What you need to do: Restate each entry below without changing a word.

Material for this exercise:
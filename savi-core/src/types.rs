use crate::rle::RleMask;
use serde::{Deserialize, Serialize};
use std::fmt;

/// Identifier of a tracked object within a session
#[derive(Debug, Clone, Copy, PartialEq, Eq, Hash, PartialOrd, Ord, Serialize, Deserialize)]
pub struct ObjectId(pub u32);

impl fmt::Display for ObjectId {
    fn fmt(&self, f: &mut fmt::Formatter<'_>) -> fmt::Result {
        write!(f, "{}", self.0)
    }
}

/// A validated request to propagate masks through a session's video.
#[derive(Debug, Clone, PartialEq, Eq, Serialize)]
pub struct PropagationCommand {
    pub session_id: String,
    pub start_frame_index: u64,
    pub quick_test_mode: bool,
}

impl PropagationCommand {
    pub fn new(session_id: impl Into<String>) -> Self {
        Self {
            session_id: session_id.into(),
            start_frame_index: 0,
            quick_test_mode: false,
        }
    }

    pub fn with_start_frame_index(mut self, start_frame_index: u64) -> Self {
        self.start_frame_index = start_frame_index;
        self
    }

    pub fn with_quick_test_mode(mut self, quick_test_mode: bool) -> Self {
        self.quick_test_mode = quick_test_mode;
        self
    }
}

/// Mask of one object on one frame
#[derive(Debug, Clone, PartialEq, Eq, Serialize, Deserialize)]
#[serde(rename_all = "camelCase")]
pub struct ObjectMask {
    pub object_id: ObjectId,
    pub mask: RleMask,
}

/// Engine output for a single video frame.
///
/// Serializes to the message body clients consume:
/// `{"frameIndex": 3, "results": [{"objectId": 1, "mask": {...}}]}`.
/// `total_frames` travels in the `Frame-Total` header instead.
#[derive(Debug, Clone, PartialEq, Eq, Serialize, Deserialize)]
#[serde(rename_all = "camelCase")]
pub struct FrameResult {
    pub frame_index: u64,
    #[serde(skip)]
    pub total_frames: Option<u64>,
    pub results: Vec<ObjectMask>,
}

impl FrameResult {
    pub fn new(frame_index: u64) -> Self {
        Self {
            frame_index,
            total_frames: None,
            results: Vec::new(),
        }
    }

    pub fn with_total_frames(mut self, total_frames: u64) -> Self {
        self.total_frames = Some(total_frames);
        self
    }

    pub fn with_mask(mut self, object_id: ObjectId, mask: RleMask) -> Self {
        self.results.push(ObjectMask { object_id, mask });
        self
    }

    pub fn mask(&self, object_id: ObjectId) -> Option<&RleMask> {
        self.results
            .iter()
            .find(|r| r.object_id == object_id)
            .map(|r| &r.mask)
    }
}

#[cfg(test)]
mod tests {
    use super::*;

    #[test]
    fn test_frame_result_body_shape() {
        let frame = FrameResult::new(7)
            .with_total_frames(100)
            .with_mask(ObjectId(1), RleMask::empty(2, 2));
        let json = serde_json::to_value(&frame).unwrap();
        assert_eq!(
            json,
            serde_json::json!({
                "frameIndex": 7,
                "results": [{"objectId": 1, "mask": {"size": [2, 2], "counts": "4"}}]
            })
        );
    }

    #[test]
    fn test_frame_result_parses_body() {
        let body = r#"{"frameIndex":2,"results":[{"objectId":4,"mask":{"size":[1,1],"counts":"1"}}]}"#;
        let frame: FrameResult = serde_json::from_str(body).unwrap();
        assert_eq!(frame.frame_index, 2);
        assert_eq!(frame.total_frames, None);
        assert!(frame.mask(ObjectId(4)).is_some());
        assert!(frame.mask(ObjectId(5)).is_none());
    }

    #[test]
    fn test_command_builder() {
        let command = PropagationCommand::new("abc")
            .with_start_frame_index(3)
            .with_quick_test_mode(true);
        assert_eq!(command.session_id, "abc");
        assert_eq!(command.start_frame_index, 3);
        assert!(command.quick_test_mode);
    }
}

Solution to this exercise:
filename savi-core/src/types.rs
use crate::rle::RleMask;
use serde::{Deserialize, Serialize};
use std::fmt;

/// Identifier of a tracked object within a session
#[derive(Debug, Clone, Copy, PartialEq, Eq, Hash, PartialOrd, Ord, Serialize, Deserialize)]
pub struct ObjectId(pub u32);

impl fmt::Display for ObjectId {
    fn fmt(&self, f: &mut fmt::Formatter<'_>) -> fmt::Result {
        write!(f, "{}", self.0)
    }
}

/// A validated request to propagate masks through a session's video.
#[derive(Debug, Clone, PartialEq, Eq, Serialize)]
pub struct PropagationCommand {
    pub session_id: String,
    pub start_frame_index: u64,
    pub quick_test_mode: bool,
}

impl PropagationCommand {
    pub fn new(session_id: impl Into<String>) -> Self {
        Self {
            session_id: session_id.into(),
            start_frame_index: 0,
            quick_test_mode: false,
        }
    }

    pub fn with_start_frame_index(mut self, start_frame_index: u64) -> Self {
        self.start_frame_index = start_frame_index;
        self
    }

    pub fn with_quick_test_mode(mut self, quick_test_mode: bool) -> Self {
        self.quick_test_mode = quick_test_mode;
        self
    }
}

/// Mask of one object on one frame
#[derive(Debug, Clone, PartialEq, Eq, Serialize, Deserialize)]
#[serde(rename_all = "camelCase")]
pub struct ObjectMask {
    pub object_id: ObjectId,
    pub mask: RleMask,
}

/// Engine output for a single video frame.
///
/// Serializes to the message body clients consume:
/// `{"frameIndex": 3, "results": [{"objectId": 1, "mask": {...}}]}`.
/// `total_frames` travels in the `Frame-Total` header instead.
#[derive(Debug, Clone, PartialEq, Eq, Serialize, Deserialize)]
#[serde(rename_all = "camelCase")]
pub struct FrameResult {
    pub frame_index: u64,
    #[serde(skip)]
    pub total_frames: Option<u64>,
    pub results: Vec<ObjectMask>,
}

impl FrameResult {
    pub fn new(frame_index: u64) -> Self {
        Self {
            frame_index,
            total_frames: None,
            results: Vec::new(),
        }
    }

    pub fn with_total_frames(mut self, total_frames: u64) -> Self {
        self.total_frames = Some(total_frames);
        self
    }

    pub fn with_mask(mut self, object_id: ObjectId, mask: RleMask) -> Self {
        self.results.push(ObjectMask { object_id, mask });
        self
    }

    pub fn mask(&self, object_id: ObjectId) -> Option<&RleMask> {
        self.results
            .iter()
            .find(|r| r.object_id == object_id)
            .map(|r| &r.mask)
    }
}

#[cfg(test)]
mod tests {
    use super::*;

    #[test]
    fn test_frame_result_body_shape() {
        let frame = FrameResult::new(7)
            .with_total_frames(100)
            .with_mask(ObjectId(1), RleMask::empty(2, 2));
        let json = serde_json::to_value(&frame).unwrap();
        assert_eq!(
            json,
            serde_json::json!({
                "frameIndex": 7,
                "results": [{"objectId": 1, "mask": {"size": [2, 2], "counts": "4"}}]
            })
        );
    }

    #[test]
    fn test_frame_result_parses_body() {
        let body = r#"{"frameIndex":2,"results":[{"objectId":4,"mask":{"size":[1,1],"counts":"1"}}]}"#;
        let frame: FrameResult = serde_json::from_str(body).unwrap();
        assert_eq!(frame.frame_index, 2);
        assert_eq!(frame.total_frames, None);
        assert!(frame.mask(ObjectId(4)).is_some());
        assert!(frame.mask(ObjectId(5)).is_none());
    }

    #[test]
    fn test_command_builder() {
        let command = PropagationCommand::new("abc")
            .with_start_frame_index(3)
            .with_quick_test_mode(true);
        assert_eq!(command.session_id, "abc");
        assert_eq!(command.start_frame_index, 3);
        assert!(command.quick_test_mode);
    }
}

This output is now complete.